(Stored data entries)
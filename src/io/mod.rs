//! FASTA 靶序列与成对 FASTQ 读段的读取。

pub mod fasta;
pub mod fastq;

use anyhow::{Context, Result};
use std::fs::File;
use std::io::{BufRead, BufReader, Read};

const GZIP_MAGIC: [u8; 2] = [0x1f, 0x8b];

/// 打开输入文件；以 gzip 魔数开头时透明解压
pub fn open_input(path: &str) -> Result<Box<dyn BufRead + Send>> {
    let mut f = File::open(path).with_context(|| format!("cannot open '{}'", path))?;
    let mut magic = [0u8; 2];
    let n = f.read(&mut magic).with_context(|| format!("cannot read '{}'", path))?;
    let f = File::open(path).with_context(|| format!("cannot reopen '{}'", path))?;
    if n == 2 && magic == GZIP_MAGIC {
        log::debug!("{}: gzip input", path);
        Ok(Box::new(BufReader::new(flate2::read::MultiGzDecoder::new(f))))
    } else {
        Ok(Box::new(BufReader::new(f)))
    }
}

pub use fasta::{read_targets, FastaReader};
pub use fastq::{FastqReader, PairedFastqReader};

◆ **Task goal**:
From the records above, print only the lines between the one holding "pub mod fastq;" and the one holding "pub fn open_input(path: &str)", inclusive, exactly as they stand.

◆ **Written reply**:
pub mod fastq;

use anyhow::{Context, Result};
use std::fs::File;
use std::io::{BufRead, BufReader, Read};

const GZIP_MAGIC: [u8; 2] = [0x1f, 0x8b];

/// 打开输入文件；以 gzip 魔数开头时透明解压
pub fn open_input(path: &str) -> Result<Box<dyn BufRead + Send>> {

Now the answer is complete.